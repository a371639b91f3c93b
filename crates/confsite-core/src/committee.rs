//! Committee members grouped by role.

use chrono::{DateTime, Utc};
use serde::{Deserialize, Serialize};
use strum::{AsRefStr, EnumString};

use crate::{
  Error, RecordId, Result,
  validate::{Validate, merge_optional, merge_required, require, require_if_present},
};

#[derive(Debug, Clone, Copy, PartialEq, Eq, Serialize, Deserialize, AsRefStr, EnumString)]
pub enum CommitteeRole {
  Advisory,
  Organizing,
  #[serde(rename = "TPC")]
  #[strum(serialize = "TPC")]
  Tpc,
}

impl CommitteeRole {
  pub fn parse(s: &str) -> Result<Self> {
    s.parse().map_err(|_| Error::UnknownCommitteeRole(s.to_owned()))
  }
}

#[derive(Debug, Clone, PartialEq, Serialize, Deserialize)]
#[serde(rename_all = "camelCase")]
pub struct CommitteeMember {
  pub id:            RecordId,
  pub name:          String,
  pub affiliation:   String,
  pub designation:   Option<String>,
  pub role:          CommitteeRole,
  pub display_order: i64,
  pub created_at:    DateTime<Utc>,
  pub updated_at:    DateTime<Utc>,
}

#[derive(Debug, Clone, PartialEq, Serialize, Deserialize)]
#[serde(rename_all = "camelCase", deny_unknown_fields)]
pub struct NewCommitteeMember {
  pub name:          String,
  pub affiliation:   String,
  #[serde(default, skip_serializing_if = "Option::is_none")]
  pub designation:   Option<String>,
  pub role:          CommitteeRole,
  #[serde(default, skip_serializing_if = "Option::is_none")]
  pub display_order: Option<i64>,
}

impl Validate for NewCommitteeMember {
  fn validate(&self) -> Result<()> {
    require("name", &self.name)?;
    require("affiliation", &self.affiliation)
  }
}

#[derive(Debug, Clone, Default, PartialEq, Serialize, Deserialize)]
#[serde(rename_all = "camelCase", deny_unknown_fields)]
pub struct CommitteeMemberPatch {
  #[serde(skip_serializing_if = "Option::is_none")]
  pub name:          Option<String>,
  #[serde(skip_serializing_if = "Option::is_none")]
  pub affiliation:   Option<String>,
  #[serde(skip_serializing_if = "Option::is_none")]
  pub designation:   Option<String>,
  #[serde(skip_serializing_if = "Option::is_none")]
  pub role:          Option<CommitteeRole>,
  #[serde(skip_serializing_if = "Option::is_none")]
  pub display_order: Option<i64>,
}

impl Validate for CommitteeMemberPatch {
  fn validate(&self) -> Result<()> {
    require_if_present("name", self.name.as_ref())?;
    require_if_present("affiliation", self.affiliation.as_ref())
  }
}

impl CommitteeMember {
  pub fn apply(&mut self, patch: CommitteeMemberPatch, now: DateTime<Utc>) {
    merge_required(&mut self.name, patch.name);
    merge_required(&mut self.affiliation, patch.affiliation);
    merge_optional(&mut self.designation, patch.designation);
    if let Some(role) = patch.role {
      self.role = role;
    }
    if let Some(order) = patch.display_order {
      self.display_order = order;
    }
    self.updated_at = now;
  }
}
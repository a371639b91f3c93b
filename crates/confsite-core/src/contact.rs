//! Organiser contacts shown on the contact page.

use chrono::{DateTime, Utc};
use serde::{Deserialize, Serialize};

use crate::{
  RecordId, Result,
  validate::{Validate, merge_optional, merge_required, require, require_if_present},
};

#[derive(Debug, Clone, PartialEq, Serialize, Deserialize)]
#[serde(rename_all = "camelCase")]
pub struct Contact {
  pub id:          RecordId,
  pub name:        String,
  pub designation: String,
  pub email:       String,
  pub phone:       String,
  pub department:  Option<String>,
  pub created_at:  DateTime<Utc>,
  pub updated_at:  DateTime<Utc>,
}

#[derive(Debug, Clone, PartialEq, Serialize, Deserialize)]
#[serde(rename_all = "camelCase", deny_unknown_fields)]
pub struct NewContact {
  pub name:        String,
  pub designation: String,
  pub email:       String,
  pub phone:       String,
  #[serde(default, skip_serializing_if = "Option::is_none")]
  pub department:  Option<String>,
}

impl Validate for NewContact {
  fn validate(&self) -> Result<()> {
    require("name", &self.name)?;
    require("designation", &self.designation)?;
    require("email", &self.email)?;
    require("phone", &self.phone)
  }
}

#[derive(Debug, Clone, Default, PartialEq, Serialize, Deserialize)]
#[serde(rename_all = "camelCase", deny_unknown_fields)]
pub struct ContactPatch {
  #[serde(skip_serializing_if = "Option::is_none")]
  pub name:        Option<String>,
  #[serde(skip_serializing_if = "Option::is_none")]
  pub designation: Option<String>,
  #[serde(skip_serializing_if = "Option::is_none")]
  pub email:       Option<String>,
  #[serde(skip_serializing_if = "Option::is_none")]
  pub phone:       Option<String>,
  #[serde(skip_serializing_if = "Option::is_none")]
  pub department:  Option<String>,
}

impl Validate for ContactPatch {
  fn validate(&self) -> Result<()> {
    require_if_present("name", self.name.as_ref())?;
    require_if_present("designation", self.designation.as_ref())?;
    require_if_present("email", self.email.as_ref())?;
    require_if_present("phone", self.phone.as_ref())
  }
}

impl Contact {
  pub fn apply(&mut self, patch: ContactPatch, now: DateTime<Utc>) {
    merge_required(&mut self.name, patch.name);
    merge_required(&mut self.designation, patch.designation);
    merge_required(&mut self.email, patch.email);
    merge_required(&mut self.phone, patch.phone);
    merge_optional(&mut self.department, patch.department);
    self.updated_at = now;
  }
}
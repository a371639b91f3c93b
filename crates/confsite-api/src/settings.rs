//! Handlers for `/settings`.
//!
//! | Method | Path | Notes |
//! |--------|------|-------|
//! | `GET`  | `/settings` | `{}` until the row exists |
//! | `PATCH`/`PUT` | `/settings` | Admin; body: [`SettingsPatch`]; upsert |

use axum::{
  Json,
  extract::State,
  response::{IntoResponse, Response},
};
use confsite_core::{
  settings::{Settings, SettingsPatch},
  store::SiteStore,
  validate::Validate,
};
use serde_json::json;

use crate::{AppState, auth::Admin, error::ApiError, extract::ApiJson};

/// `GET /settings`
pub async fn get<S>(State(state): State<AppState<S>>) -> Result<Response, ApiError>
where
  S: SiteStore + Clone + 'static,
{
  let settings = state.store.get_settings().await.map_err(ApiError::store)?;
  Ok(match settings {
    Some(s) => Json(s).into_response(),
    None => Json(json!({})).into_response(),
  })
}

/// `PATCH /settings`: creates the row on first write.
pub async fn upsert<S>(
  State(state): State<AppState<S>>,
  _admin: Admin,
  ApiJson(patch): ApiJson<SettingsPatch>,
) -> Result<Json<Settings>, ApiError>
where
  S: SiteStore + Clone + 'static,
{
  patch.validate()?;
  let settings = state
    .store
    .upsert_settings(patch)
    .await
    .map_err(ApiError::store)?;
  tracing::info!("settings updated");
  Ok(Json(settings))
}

━━━━━━━━━━━━━━━━━━━━

DESCRIPTION OF THE TASK
In your response, give all the records again with nothing altered.

RESULT FOR THIS EXERCISE
repository a371639b91f3c93b
filename crates/confsite-core/src/committee.rs
//! Committee members grouped by role.

use chrono::{DateTime, Utc};
use serde::{Deserialize, Serialize};
use strum::{AsRefStr, EnumString};

use crate::{
  Error, RecordId, Result,
  validate::{Validate, merge_optional, merge_required, require, require_if_present},
};

#[derive(Debug, Clone, Copy, PartialEq, Eq, Serialize, Deserialize, AsRefStr, EnumString)]
pub enum CommitteeRole {
  Advisory,
  Organizing,
  #[serde(rename = "TPC")]
  #[strum(serialize = "TPC")]
  Tpc,
}

impl CommitteeRole {
  pub fn parse(s: &str) -> Result<Self> {
    s.parse().map_err(|_| Error::UnknownCommitteeRole(s.to_owned()))
  }
}

#[derive(Debug, Clone, PartialEq, Serialize, Deserialize)]
#[serde(rename_all = "camelCase")]
pub struct CommitteeMember {
  pub id:            RecordId,
  pub name:          String,
  pub affiliation:   String,
  pub designation:   Option<String>,
  pub role:          CommitteeRole,
  pub display_order: i64,
  pub created_at:    DateTime<Utc>,
  pub updated_at:    DateTime<Utc>,
}

#[derive(Debug, Clone, PartialEq, Serialize, Deserialize)]
#[serde(rename_all = "camelCase", deny_unknown_fields)]
pub struct NewCommitteeMember {
  pub name:          String,
  pub affiliation:   String,
  #[serde(default, skip_serializing_if = "Option::is_none")]
  pub designation:   Option<String>,
  pub role:          CommitteeRole,
  #[serde(default, skip_serializing_if = "Option::is_none")]
  pub display_order: Option<i64>,
}

impl Validate for NewCommitteeMember {
  fn validate(&self) -> Result<()> {
    require("name", &self.name)?;
    require("affiliation", &self.affiliation)
  }
}

#[derive(Debug, Clone, Default, PartialEq, Serialize, Deserialize)]
#[serde(rename_all = "camelCase", deny_unknown_fields)]
pub struct CommitteeMemberPatch {
  #[serde(skip_serializing_if = "Option::is_none")]
  pub name:          Option<String>,
  #[serde(skip_serializing_if = "Option::is_none")]
  pub affiliation:   Option<String>,
  #[serde(skip_serializing_if = "Option::is_none")]
  pub designation:   Option<String>,
  #[serde(skip_serializing_if = "Option::is_none")]
  pub role:          Option<CommitteeRole>,
  #[serde(skip_serializing_if = "Option::is_none")]
  pub display_order: Option<i64>,
}

impl Validate for CommitteeMemberPatch {
  fn validate(&self) -> Result<()> {
    require_if_present("name", self.name.as_ref())?;
    require_if_present("affiliation", self.affiliation.as_ref())
  }
}

impl CommitteeMember {
  pub fn apply(&mut self, patch: CommitteeMemberPatch, now: DateTime<Utc>) {
    merge_required(&mut self.name, patch.name);
    merge_required(&mut self.affiliation, patch.affiliation);
    merge_optional(&mut self.designation, patch.designation);
    if let Some(role) = patch.role {
      self.role = role;
    }
    if let Some(order) = patch.display_order {
      self.display_order = order;
    }
    self.updated_at = now;
  }
}
repository a371639b91f3c93b
filename crates/confsite-core/src/contact.rs
//! Organiser contacts shown on the contact page.

use chrono::{DateTime, Utc};
use serde::{Deserialize, Serialize};

use crate::{
  RecordId, Result,
  validate::{Validate, merge_optional, merge_required, require, require_if_present},
};

#[derive(Debug, Clone, PartialEq, Serialize, Deserialize)]
#[serde(rename_all = "camelCase")]
pub struct Contact {
  pub id:          RecordId,
  pub name:        String,
  pub designation: String,
  pub email:       String,
  pub phone:       String,
  pub department:  Option<String>,
  pub created_at:  DateTime<Utc>,
  pub updated_at:  DateTime<Utc>,
}

#[derive(Debug, Clone, PartialEq, Serialize, Deserialize)]
#[serde(rename_all = "camelCase", deny_unknown_fields)]
pub struct NewContact {
  pub name:        String,
  pub designation: String,
  pub email:       String,
  pub phone:       String,
  #[serde(default, skip_serializing_if = "Option::is_none")]
  pub department:  Option<String>,
}

impl Validate for NewContact {
  fn validate(&self) -> Result<()> {
    require("name", &self.name)?;
    require("designation", &self.designation)?;
    require("email", &self.email)?;
    require("phone", &self.phone)
  }
}

#[derive(Debug, Clone, Default, PartialEq, Serialize, Deserialize)]
#[serde(rename_all = "camelCase", deny_unknown_fields)]
pub struct ContactPatch {
  #[serde(skip_serializing_if = "Option::is_none")]
  pub name:        Option<String>,
  #[serde(skip_serializing_if = "Option::is_none")]
  pub designation: Option<String>,
  #[serde(skip_serializing_if = "Option::is_none")]
  pub email:       Option<String>,
  #[serde(skip_serializing_if = "Option::is_none")]
  pub phone:       Option<String>,
  #[serde(skip_serializing_if = "Option::is_none")]
  pub department:  Option<String>,
}

impl Validate for ContactPatch {
  fn validate(&self) -> Result<()> {
    require_if_present("name", self.name.as_ref())?;
    require_if_present("designation", self.designation.as_ref())?;
    require_if_present("email", self.email.as_ref())?;
    require_if_present("phone", self.phone.as_ref())
  }
}

impl Contact {
  pub fn apply(&mut self, patch: ContactPatch, now: DateTime<Utc>) {
    merge_required(&mut self.name, patch.name);
    merge_required(&mut self.designation, patch.designation);
    merge_required(&mut self.email, patch.email);
    merge_required(&mut self.phone, patch.phone);
    merge_optional(&mut self.department, patch.department);
    self.updated_at = now;
  }
}
repository a371639b91f3c93b
filename crates/confsite-api/src/settings.rs
//! Handlers for `/settings`.
//!
//! | Method | Path | Notes |
//! |--------|------|-------|
//! | `GET`  | `/settings` | `{}` until the row exists |
//! | `PATCH`/`PUT` | `/settings` | Admin; body: [`SettingsPatch`]; upsert |

use axum::{
  Json,
  extract::State,
  response::{IntoResponse, Response},
};
use confsite_core::{
  settings::{Settings, SettingsPatch},
  store::SiteStore,
  validate::Validate,
};
use serde_json::json;

use crate::{AppState, auth::Admin, error::ApiError, extract::ApiJson};

/// `GET /settings`
pub async fn get<S>(State(state): State<AppState<S>>) -> Result<Response, ApiError>
where
  S: SiteStore + Clone + 'static,
{
  let settings = state.store.get_settings().await.map_err(ApiError::store)?;
  Ok(match settings {
    Some(s) => Json(s).into_response(),
    None => Json(json!({})).into_response(),
  })
}

/// `PATCH /settings`: creates the row on first write.
pub async fn upsert<S>(
  State(state): State<AppState<S>>,
  _admin: Admin,
  ApiJson(patch): ApiJson<SettingsPatch>,
) -> Result<Json<Settings>, ApiError>
where
  S: SiteStore + Clone + 'static,
{
  patch.validate()?;
  let settings = state
    .store
    .upsert_settings(patch)
    .await
    .map_err(ApiError::store)?;
  tracing::info!("settings updated");
  Ok(Json(settings))
}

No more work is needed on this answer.